(Collected data)
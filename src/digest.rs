//! HTTP digest access authentication (RFC 2617 / RFC 7616 subset).
//!
//! Cameras answer the unauthenticated snapshot GET with a `401` carrying a
//! `Digest` challenge; this module parses the challenge and computes the
//! `Authorization` response header for the single authenticated re-request.
//! Supported: MD5 and MD5-sess, `qop=auth` and legacy RFC 2069 (no qop).
//! `auth-int` and SHA-256 variants are not, and surface as errors.

use anyhow::{anyhow, Result};
use md5::{Digest, Md5};
use rand::RngCore;

#[derive(Debug, Clone, Copy, PartialEq, Eq)]
enum Algorithm {
    Md5,
    Md5Sess,
}

/// A parsed `WWW-Authenticate: Digest ...` challenge.
#[derive(Debug, Clone)]
pub struct DigestChallenge {
    realm: String,
    nonce: String,
    opaque: Option<String>,
    qop_auth: bool,
    algorithm: Algorithm,
}

impl DigestChallenge {
    /// Parses a `WWW-Authenticate` header value.
    pub fn parse(header: &str) -> Result<Self> {
        let rest = header
            .trim_start()
            .strip_prefix("Digest")
            .or_else(|| header.trim_start().strip_prefix("digest"))
            .ok_or_else(|| anyhow!("not a digest challenge: {}", header))?;

        let mut realm = None;
        let mut nonce = None;
        let mut opaque = None;
        let mut qop = None;
        let mut algorithm = Algorithm::Md5;

        for (key, value) in split_params(rest) {
            match key.to_ascii_lowercase().as_str() {
                "realm" => realm = Some(value),
                "nonce" => nonce = Some(value),
                "opaque" => opaque = Some(value),
                "qop" => qop = Some(value),
                "algorithm" => {
                    algorithm = match value.to_ascii_uppercase().as_str() {
                        "MD5" => Algorithm::Md5,
                        "MD5-SESS" => Algorithm::Md5Sess,
                        other => return Err(anyhow!("unsupported digest algorithm {}", other)),
                    }
                }
                // stale, domain, charset: irrelevant to a single-shot request
                _ => {}
            }
        }

        let qop_auth = match qop.as_deref() {
            None => false,
            Some(offered) if offered.split(',').any(|q| q.trim() == "auth") => true,
            Some(offered) => {
                return Err(anyhow!("no supported qop in challenge (offered: {})", offered))
            }
        };

        Ok(Self {
            realm: realm.ok_or_else(|| anyhow!("digest challenge missing realm"))?,
            nonce: nonce.ok_or_else(|| anyhow!("digest challenge missing nonce"))?,
            opaque,
            qop_auth,
            algorithm,
        })
    }

    /// Computes the `Authorization` header value for one request, using a
    /// random client nonce.
    pub fn authorize(&self, method: &str, uri: &str, user: &str, password: &str) -> String {
        let mut cnonce_bytes = [0u8; 8];
        rand::thread_rng().fill_bytes(&mut cnonce_bytes);
        self.authorize_with_cnonce(method, uri, user, password, &hex::encode(cnonce_bytes))
    }

    fn authorize_with_cnonce(
        &self,
        method: &str,
        uri: &str,
        user: &str,
        password: &str,
        cnonce: &str,
    ) -> String {
        const NC: &str = "00000001";

        let mut ha1 = md5_hex(format!("{}:{}:{}", user, self.realm, password).as_bytes());
        if self.algorithm == Algorithm::Md5Sess {
            ha1 = md5_hex(format!("{}:{}:{}", ha1, self.nonce, cnonce).as_bytes());
        }
        let ha2 = md5_hex(format!("{}:{}", method, uri).as_bytes());

        let response = if self.qop_auth {
            md5_hex(
                format!("{}:{}:{}:{}:auth:{}", ha1, self.nonce, NC, cnonce, ha2).as_bytes(),
            )
        } else {
            md5_hex(format!("{}:{}:{}", ha1, self.nonce, ha2).as_bytes())
        };

        let mut header = format!(
            r#"Digest username="{}", realm="{}", nonce="{}", uri="{}", response="{}""#,
            user, self.realm, self.nonce, uri, response
        );
        match self.algorithm {
            Algorithm::Md5 => header.push_str(r#", algorithm=MD5"#),
            Algorithm::Md5Sess => header.push_str(r#", algorithm=MD5-sess"#),
        }
        if self.qop_auth {
            header.push_str(&format!(r#", qop=auth, nc={}, cnonce="{}""#, NC, cnonce));
        }
        if let Some(opaque) = &self.opaque {
            header.push_str(&format!(r#", opaque="{}""#, opaque));
        }
        header
    }
}

fn md5_hex(data: &[u8]) -> String {
    hex::encode(Md5::digest(data))
}

/// Splits `key=value, key="quoted, value"` parameter lists, respecting
/// quotes.
fn split_params(input: &str) -> Vec<(String, String)> {
    let mut params = Vec::new();
    let mut rest = input;

    while let Some(eq) = rest.find('=') {
        let key = rest[..eq].trim_matches(|c: char| c.is_whitespace() || c == ',');
        let after = &rest[eq + 1..];

        let (value, consumed) = if let Some(stripped) = after.strip_prefix('"') {
            match stripped.find('"') {
                Some(end) => (&stripped[..end], eq + 2 + end + 1),
                None => (stripped, rest.len()),
            }
        } else {
            let end = after.find(',').unwrap_or(after.len());
            (after[..end].trim(), eq + 1 + end)
        };

        if !key.is_empty() {
            params.push((key.to_string(), value.to_string()));
        }
        rest = &rest[consumed.min(rest.len())..];
    }
    params
}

_WORK ORDER_: Where a line of the records contains the word "find", copy that line.

_WRITTEN RESPONSE_:
    while let Some(eq) = rest.find('=') {
            match stripped.find('"') {
            let end = after.find(',').unwrap_or(after.len());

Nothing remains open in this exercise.